From: Axel Polleres <axel.polleres@deri.org>
Date: Thu, 26 Aug 2010 15:46:03 +0100
To: "Andy Seaborne" <andy.seaborne@epimorphics.com>
Cc: "SPARQL Working Group" <public-rdf-dawg@w3.org>, "Lee Feigenbaum" <lee@thefigtrees.net>, "Steve Harris" <steve.harris@garlik.com>
Message-Id: <C8AAD659-79DA-4246-8376-01EBB12A3BAC@deri.org>
On 26 Aug 2010, at 14:48, Andy Seaborne wrote:

> 
> 
> On 25/08/10 22:24, Axel Polleres wrote:
> >>> Any opinions on this? This actually worries me about the current  "potentially bound" wording.
> >>
> >> If we want a static analysis of the query, then regard ?Y as potentially
> >> bound.
> >
> > We'd need to explain/define the exact reading of "regard as potentially bound". As it stands it is unclear. My example *could* be detected by static analysis, if the static analyser was able to detect *statically* unsatisfiable FILTER expressions, such as (?Y != ?Y) , so it is not clear why  ?Y should be regarded as as potentially bound in my example. I am fine with any formulation which has a clear definition, the current wording unfortunately does not.
> 
> In general, analysing expressions for non-satisfiability is not
> practical.

we are in wild agreement on this! ...

>  Only some simple cases like you example are possible as are
> other forms optimizing compilers might notice.
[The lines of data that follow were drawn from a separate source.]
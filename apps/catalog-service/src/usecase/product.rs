//! 商品管理ユースケース

use std::sync::Arc;

use catalog_domain::product::{Product, ProductDraft, ProductId};
use catalog_infra::repository::ProductRepository;

use crate::error::CoreError;

/// 商品管理ユースケース
///
/// リポジトリの「存在しない」結果を [`CoreError::NotFound`] に変換する。
pub struct ProductUseCaseImpl {
    product_repository: Arc<dyn ProductRepository>,
}

impl ProductUseCaseImpl {
    pub fn new(product_repository: Arc<dyn ProductRepository>) -> Self {
        Self { product_repository }
    }

    /// 全商品を取得する
    ///
    /// 空でも成功として返す。
    pub async fn list_products(&self) -> Result<Vec<Product>, CoreError> {
        Ok(self.product_repository.find_all().await?)
    }

    /// ID で商品を取得する
    pub async fn get_product(&self, id: ProductId) -> Result<Product, CoreError> {
        self.product_repository
            .find_by_id(id)
            .await?
            .ok_or_else(|| not_found(id))
    }

    /// 商品を作成する
    ///
    /// ID はストアが「最大 ID + 1」で採番する。
    pub async fn create_product(&self, draft: ProductDraft) -> Result<Product, CoreError> {
        let product = self.product_repository.insert(draft).await?;
        tracing::info!(product_id = %product.id(), "商品を作成しました");
        Ok(product)
    }

    /// 商品の名前と価格を更新する
    pub async fn update_product(
        &self,
        id: ProductId,
        draft: ProductDraft,
    ) -> Result<Product, CoreError> {
        let product = self
            .product_repository
            .update(id, draft)
            .await?
            .ok_or_else(|| not_found(id))?;
        tracing::info!(product_id = %id, "商品を更新しました");
        Ok(product)
    }

    /// 商品を削除する
    pub async fn delete_product(&self, id: ProductId) -> Result<(), CoreError> {
        if !self.product_repository.delete(id).await? {
            return Err(not_found(id));
        }
        tracing::info!(product_id = %id, "商品を削除しました");
        Ok(())
    }

    /// 名前で商品を検索する（大文字小文字を区別しない部分一致）
    ///
    /// 一致する商品がない場合は [`CoreError::NotFound`] を返す。
    /// 一覧取得（空でも成功）とは扱いが異なる。
    pub async fn search_products(&self, keyword: &str) -> Result<Vec<Product>, CoreError> {
        let products = self.product_repository.search_by_name(keyword).await?;
        if products.is_empty() {
            return Err(CoreError::NotFound(format!(
                "名前に {keyword:?} を含む商品が見つかりません"
            )));
        }
        Ok(products)
    }
}

fn not_found(id: ProductId) -> CoreError {
    CoreError::NotFound(format!("商品が見つかりません: {id}"))
}

#[cfg(test)]
mod tests {
    use async_trait::async_trait;
    use catalog_domain::DomainError;
    use catalog_infra::{InfraError, repository::InMemoryProductRepository};
    use pretty_assertions::assert_eq;
    use rust_decimal::Decimal;

    use super::*;

    fn sut() -> ProductUseCaseImpl {
        ProductUseCaseImpl::new(Arc::new(InMemoryProductRepository::with_seed_data()))
    }

    /// 常にエラーを返すスタブ
    struct FailingProductRepository;

    fn failure() -> InfraError {
        DomainError::IdExhausted {
            entity_type: "Product",
        }
        .into()
    }

    #[async_trait]
    impl ProductRepository for FailingProductRepository {
        async fn find_all(&self) -> Result<Vec<Product>, InfraError> {
            Err(failure())
        }

        async fn find_by_id(&self, _id: ProductId) -> Result<Option<Product>, InfraError> {
            Err(failure())
        }

        async fn insert(&self, _draft: ProductDraft) -> Result<Product, InfraError> {
            Err(failure())
        }

        async fn update(
            &self,
            _id: ProductId,
            _draft: ProductDraft,
        ) -> Result<Option<Product>, InfraError> {
            Err(failure())
        }

        async fn delete(&self, _id: ProductId) -> Result<bool, InfraError> {
            Err(failure())
        }

        async fn search_by_name(&self, _keyword: &str) -> Result<Vec<Product>, InfraError> {
            Err(failure())
        }
    }

    #[tokio::test]
    async fn test_get_product_存在しないidはnot_found() {
        let result = sut().get_product(ProductId::new(99)).await;

        assert!(matches!(result, Err(CoreError::NotFound(_))));
    }

    #[tokio::test]
    async fn test_create_product_次のidが採番される() {
        let sut = sut();

        let created = sut
            .create_product(ProductDraft::new("Product3", Decimal::new(50, 1)))
            .await
            .unwrap();

        assert_eq!(created.id(), ProductId::new(3));
        assert_eq!(sut.list_products().await.unwrap().len(), 3);
    }

    #[tokio::test]
    async fn test_update_product_存在しないidはnot_found() {
        let result = sut()
            .update_product(ProductId::new(99), ProductDraft::new("x", Decimal::ONE))
            .await;

        assert!(matches!(result, Err(CoreError::NotFound(_))));
    }

    #[tokio::test]
    async fn test_delete_product_削除後の取得はnot_found() {
        let sut = sut();

        sut.delete_product(ProductId::new(2)).await.unwrap();
        let result = sut.get_product(ProductId::new(2)).await;

        assert!(matches!(result, Err(CoreError::NotFound(_))));
    }

    #[tokio::test]
    async fn test_delete_product_存在しないidはnot_found() {
        let result = sut().delete_product(ProductId::new(99)).await;

        assert!(matches!(result, Err(CoreError::NotFound(_))));
    }

    #[tokio::test]
    async fn test_search_products_一致なしはnot_found() {
        let result = sut().search_products("zzz").await;

        assert!(matches!(result, Err(CoreError::NotFound(_))));
    }

    #[tokio::test]
    async fn test_list_products_全件削除後は空で成功する() {
        let sut = sut();
        sut.delete_product(ProductId::new(1)).await.unwrap();
        sut.delete_product(ProductId::new(2)).await.unwrap();

        let products = sut.list_products().await.unwrap();

        assert!(products.is_empty());
    }

    #[tokio::test]
    async fn test_リポジトリエラーはdatabaseエラーに変換される() {
        let sut = ProductUseCaseImpl::new(Arc::new(FailingProductRepository));

        assert!(matches!(
            sut.list_products().await,
            Err(CoreError::Database(_))
        ));
        assert!(matches!(
            sut.create_product(ProductDraft::new("x", Decimal::ONE)).await,
            Err(CoreError::Database(_))
        ));
        assert!(matches!(
            sut.search_products("x").await,
            Err(CoreError::Database(_))
        ));
    }
}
Once reordering and
> equivalence are added, the complexity cost grows.  And what about
> structural invariances like FILTER(?Y>45 && isIRI(?Y)) or
> data-introduced data-introduced FILTER(?ageInYear < -10)?
> 
> A practical scheme is based on sites where variables are bound in BGP
> within patterns.
> 
> This relates to the GROUP BY and expression handling.  Detecting when
> one expression (in the SELECT line) uses another (from the GROUP BY) is
> complex because complex expressions can be written in different ways yet
> be equivalent expressions.
> 
> Therefore, I suggest we do not requite implementations to be able to
> perform such comparisons.

... and this!

> 
> My outline definition of potentially bound is a practical algorithm
> based on just the points where a variable can be bound (not filtered
> out).  There are only a few places where terms can be bound to variables.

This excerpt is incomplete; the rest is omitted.